Look through the listing for the word "Some". Copy each line that has it.
[Extracted data — start]
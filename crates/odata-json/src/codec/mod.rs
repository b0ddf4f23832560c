//! Low-level JSON output.
//!
//! This module holds the token writer and the formatting of primitive values,
//! key predicates and GeoJSON shapes used by the serializer.

pub mod geo;
pub mod key;
pub mod primitive;
pub mod writer;

pub use geo::{check_geo_kind, encode_geospatial};
pub use key::{entity_id, key_literal, key_predicate};
pub use primitive::{format_enum, format_scalar, Token};
pub use writer::JsonWriter;
// =====================
// DATE functions
// =====================

/// Parses a date string (YYYY-MM-DD) and returns days since Unix epoch.
pub fn parse_date(date_str: &str) -> Result<i32, DateTimeParseError> {
    let b = date_str.as_bytes();
    if b.len() != 10 || b[4] != b'-' || b[7] != b'-' {
        return Err(DateTimeParseError::new("date", date_str));
    }

    let year = parse_digits(&date_str[..4], "year in date", date_str)? as i32;
    let month = parse_digits(&date_str[5..7], "month in date", date_str)? as u32;
    let day = parse_digits(&date_str[8..10], "day in date", date_str)? as u32;

    if !(1..=12).contains(&month) {
        return Err(DateTimeParseError::new("month in date", date_str));
    }
    if day < 1 || day > days_in_month(year, month) {
        return Err(DateTimeParseError::new("day in date", date_str));
    }

    Ok(days_from_civil(year, month, day))
}

/// Formats days since Unix epoch as a date string (YYYY-MM-DD).
pub fn format_date(days: i32) -> String {
    let (year, month, day) = civil_from_days(days);
    format!("{:04}-{:02}-{:02}", year, month, day)
}

// =====================
// TIME OF DAY functions
// =====================

/// Parses a time of day (HH:MM:SS[.fffffffff]) and returns seconds since midnight
/// and nanoseconds.
pub fn parse_time_of_day(time_str: &str) -> Result<(u32, u32), DateTimeParseError> {
    let b = time_str.as_bytes();
    if b.len() < 8 || b[2] != b':' || b[5] != b':' || !time_str.is_char_boundary(8) {
        return Err(DateTimeParseError::new("time of day", time_str));
    }

    let hours = parse_digits(&time_str[..2], "hours in time", time_str)?;
    let minutes = parse_digits(&time_str[3..5], "minutes in time", time_str)?;
    let seconds = parse_digits(&time_str[6..8], "seconds in time", time_str)?;

    if hours > 23 || minutes > 59 || seconds > 59 {
        return Err(DateTimeParseError::new("time of day", time_str));
    }

    let (fraction, rest) = split_fraction(&time_str[8..]);
    if !rest.is_empty() {
        return Err(DateTimeParseError::new("time of day", time_str));
    }
    let nanos = match fraction {
        Some(f) => parse_fractional_seconds(f, time_str)?,
        None => 0,
    };

    let secs = hours * SECONDS_PER_HOUR + minutes * SECONDS_PER_MINUTE + seconds;
    Ok((secs as u32, nanos))
}

/// Formats seconds since midnight plus nanoseconds as HH:MM:SS[.f].
pub fn format_time_of_day(seconds_of_day: u32, nanos: u32) -> String {
    let secs = seconds_of_day as i64;
    let hours = secs / SECONDS_PER_HOUR;
    let minutes = (secs % SECONDS_PER_HOUR) / SECONDS_PER_MINUTE;
    let seconds = secs % SECONDS_PER_MINUTE;

    format!(
        "{:02}:{:02}:{:02}{}",
        hours,
        minutes,
        seconds,
        format_fraction(nanos)
    )
}

// =====================
// DATETIME functions
// =====================

/// Parses an RFC 3339 datetime string and returns UTC seconds since Unix epoch
/// and nanoseconds.
///
/// The offset is applied and discarded; the result is always normalized to UTC.
pub fn parse_datetime_offset(datetime_str: &str) -> Result<(i64, u32), DateTimeParseError> {
    let b = datetime_str.as_bytes();
    if b.len() < 19 || (b[10] != b'T' && b[10] != b't') || !datetime_str.is_char_boundary(19) {
        return Err(DateTimeParseError::new("datetime", datetime_str));
    }

    let days = parse_date(&datetime_str[..10])
        .map_err(|_| DateTimeParseError::new("date in datetime", datetime_str))?;

    let time_part = &datetime_str[11..];
    let (time_main, rest) = time_part.split_at(8);
    let (secs_of_day, _) = parse_time_of_day(time_main)
        .map_err(|_| DateTimeParseError::new("time in datetime", datetime_str))?;

    let (fraction, offset_str) = split_fraction(rest);
    let nanos = match fraction {
        Some(f) => parse_fractional_seconds(f, datetime_str)?,
        None => 0,
    };
    if offset_str.is_empty() {
        return Err(DateTimeParseError::new("datetime (missing offset)", datetime_str));
    }
    let offset_min = parse_timezone_offset(offset_str)?;

    // local time = UTC + offset, so UTC = local - offset
    let local = days as i64 * SECONDS_PER_DAY + secs_of_day as i64;
    Ok((local - offset_min * SECONDS_PER_MINUTE, nanos))
}

/// Formats UTC seconds since Unix epoch as an ISO 8601 datetime with a `Z` suffix.
pub fn format_datetime_offset(epoch_seconds: i64, nanos: u32) -> String {
    let (days, secs) = split_epoch_seconds(epoch_seconds);
    let (year, month, day) = civil_from_days(days);

    format!(
        "{:04}-{:02}-{:02}T{}Z",
        year,
        month,
        day,
        format_time_of_day(secs as u32, nanos)
    )
}

// =====================
// DURATION functions
// =====================

/// Parses an ISO 8601 day-time duration (`[-]P[nD][T[nH][nM][n[.f]S]]`).
///
/// Returns (negative, whole seconds, nanoseconds).
pub fn parse_duration(duration_str: &str) -> Result<(bool, u64, u32), DateTimeParseError> {
    let (negative, body) = match duration_str.strip_prefix('-') {
        Some(rest) => (true, rest),
        None => (false, duration_str),
    };
    let body = body
        .strip_prefix('P')
        .ok_or_else(|| DateTimeParseError::new("duration", duration_str))?;

    let (date_part, time_part) = match body.split_once('T') {
        Some((d, t)) => (d, Some(t)),
        None => (body, None),
    };

    let mut total: u64 = 0;
    let mut nanos: u32 = 0;

    if !date_part.is_empty() {
        let days = date_part
            .strip_suffix('D')
            .ok_or_else(|| DateTimeParseError::new("duration", duration_str))?;
        total += parse_digits(days, "days in duration", duration_str)? as u64 * SECONDS_PER_DAY as u64;
    }

    if let Some(mut t) = time_part {
        if t.is_empty() {
            return Err(DateTimeParseError::new("duration", duration_str));
        }
        for (unit, factor) in [('H', SECONDS_PER_HOUR), ('M', SECONDS_PER_MINUTE)] {
            if let Some((n, rest)) = t.split_once(unit) {
                total += parse_digits(n, "duration", duration_str)? as u64 * factor as u64;
                t = rest;
            }
        }
        if !t.is_empty() {
            let secs = t
                .strip_suffix('S')
                .ok_or_else(|| DateTimeParseError::new("duration", duration_str))?;
            let (whole, fraction) = match secs.split_once('.') {
                Some((w, f)) => (w, Some(f)),
                None => (secs, None),
            };
            total += parse_digits(whole, "seconds in duration", duration_str)? as u64;
            if let Some(f) = fraction {
                nanos = parse_fractional_seconds(f, duration_str)?;
            }
        }
    } else if date_part.is_empty() {
        return Err(DateTimeParseError::new("duration", duration_str));
    }

    Ok((negative, total, nanos))
}

/// Formats a duration as `[-]P[nD]T[nH][nM]n[.f]S`.
///
/// Days, hours and minutes are written only when nonzero; seconds are always
/// written, so zero is `PT0S` and one hour is `PT1H0S`.
pub fn format_duration(negative: bool, seconds: u64, nanos: u32) -> String {
    let days = seconds / SECONDS_PER_DAY as u64;
    let rem = seconds % SECONDS_PER_DAY as u64;
    let hours = rem / SECONDS_PER_HOUR as u64;
    let minutes = (rem % SECONDS_PER_HOUR as u64) / SECONDS_PER_MINUTE as u64;
    let secs = rem % SECONDS_PER_MINUTE as u64;

    let mut out = String::with_capacity(16);
    if negative && (seconds != 0 || nanos != 0) {
        out.push('-');
    }
    out.push('P');
    if days != 0 {
        out.push_str(&format!("{}D", days));
    }
    out.push('T');
    if hours != 0 {
        out.push_str(&format!("{}H", hours));
    }
    if minutes != 0 {
        out.push_str(&format!("{}M", minutes));
    }
    out.push_str(&format!("{}{}S", secs, format_fraction(nanos)));
    out
}

/// Validates a nanosecond count.
pub(crate) fn valid_nanos(nanos: u32) -> bool {
    nanos < NANOS_PER_SECOND
}

#[cfg(test)]
mod tests {
    use super::*;
    use proptest::prelude::*;

    #[test]
    fn test_parse_date_basic() {
        assert_eq!(parse_date("1970-01-01").unwrap(), 0);
        assert_eq!(parse_date("2024-03-15").unwrap(), 19797);
        assert_eq!(parse_date("2000-02-29").unwrap(), 11016);
    }

    #[test]
    fn test_parse_date_rejects_invalid() {
        assert!(parse_date("2023-02-29").is_err());
        assert!(parse_date("2024-13-01").is_err());
        assert!(parse_date("2024-3-15").is_err());
        assert!(parse_date("+024-03-15").is_err());
    }

    #[test]
    fn test_format_date() {
        assert_eq!(format_date(0), "1970-01-01");
        assert_eq!(format_date(19797), "2024-03-15");
        assert_eq!(format_date(days_from_civil(1958, 12, 3)), "1958-12-03");
    }

    #[test]
    fn test_format_datetime_offset() {
        let (secs, nanos) = parse_datetime_offset("2012-12-03T07:16:23Z").unwrap();
        assert_eq!(format_datetime_offset(secs, nanos), "2012-12-03T07:16:23Z");

        let (secs, nanos) = parse_datetime_offset("2012-10-03T07:16:23.1234567Z").unwrap();
        assert_eq!(nanos, 123_456_700);
        assert_eq!(format_datetime_offset(secs, nanos), "2012-10-03T07:16:23.1234567Z");
    }

    #[test]
    fn test_datetime_offset_normalized_to_utc() {
        let (secs, _) = parse_datetime_offset("2024-03-15T14:30:00+05:30").unwrap();
        assert_eq!(format_datetime_offset(secs, 0), "2024-03-15T09:00:00Z");

        let (secs, _) = parse_datetime_offset("1948-02-17T09:09:09Z").unwrap();
        assert!(secs < 0);
        assert_eq!(format_datetime_offset(secs, 0), "1948-02-17T09:09:09Z");
    }

    #[test]
    fn test_datetime_requires_offset() {
        assert!(parse_datetime_offset("2012-12-03T07:16:23").is_err());
    }

    #[test]
    fn test_time_of_day() {
        assert_eq!(parse_time_of_day("03:26:05").unwrap(), (12365, 0));
        assert_eq!(format_time_of_day(12365, 0), "03:26:05");
        assert_eq!(format_time_of_day(86399, 500_000_000), "23:59:59.5");
        assert!(parse_time_of_day("24:00:00").is_err());
        assert!(parse_time_of_day("03:26:05Z").is_err());
    }

    #[test]
    fn test_format_duration() {
        assert_eq!(format_duration(false, 6, 0), "PT6S");
        assert_eq!(format_duration(false, 0, 0), "PT0S");
        assert_eq!(format_duration(false, 3600, 0), "PT1H0S");
        assert_eq!(format_duration(false, 5 * 3600 + 28 * 60, 0), "PT5H28M0S");
        assert_eq!(format_duration(false, 86400 + 61, 250_000_000), "P1DT1M1.25S");
        assert_eq!(format_duration(true, 13, 0), "-PT13S");
    }

    #[test]
    fn test_parse_duration() {
        assert_eq!(parse_duration("PT6S").unwrap(), (false, 6, 0));
        assert_eq!(parse_duration("PT5H28M0S").unwrap(), (false, 19680, 0));
        assert_eq!(parse_duration("-P1DT0.5S").unwrap(), (true, 86400, 500_000_000));
        assert_eq!(parse_duration("P2D").unwrap(), (false, 172800, 0));
        assert!(parse_duration("PT").is_err());
        assert!(parse_duration("6S").is_err());
    }

    proptest! {
        #[test]
        fn test_date_roundtrip(days in -719_468i32..2_932_896) {
            prop_assert_eq!(parse_date(&format_date(days)).unwrap(), days);
        }

        #[test]
        fn test_datetime_roundtrip(secs in -62_135_596_800i64..253_402_300_799, nanos in 0u32..1_000_000_000) {
            let text = format_datetime_offset(secs, nanos);
            prop_assert_eq!(parse_datetime_offset(&text).unwrap(), (secs, nanos));
        }

        #[test]
        fn test_duration_roundtrip(neg in any::<bool>(), secs in 1u64..10_000_000, nanos in 0u32..1_000_000_000) {
            let text = format_duration(neg, secs, nanos);
            prop_assert_eq!(parse_duration(&text).unwrap(), (neg, secs, nanos));
        }
    }
}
[Extracted data — finish]
Task response =>
        Some(f) => parse_fractional_seconds(f, time_str)?,
        Some(f) => parse_fractional_seconds(f, datetime_str)?,
        Some(rest) => (true, rest),
        Some((d, t)) => (d, Some(t)),
    if let Some(mut t) = time_part {
            if let Some((n, rest)) = t.split_once(unit) {
                Some((w, f)) => (w, Some(f)),
            if let Some(f) = fraction {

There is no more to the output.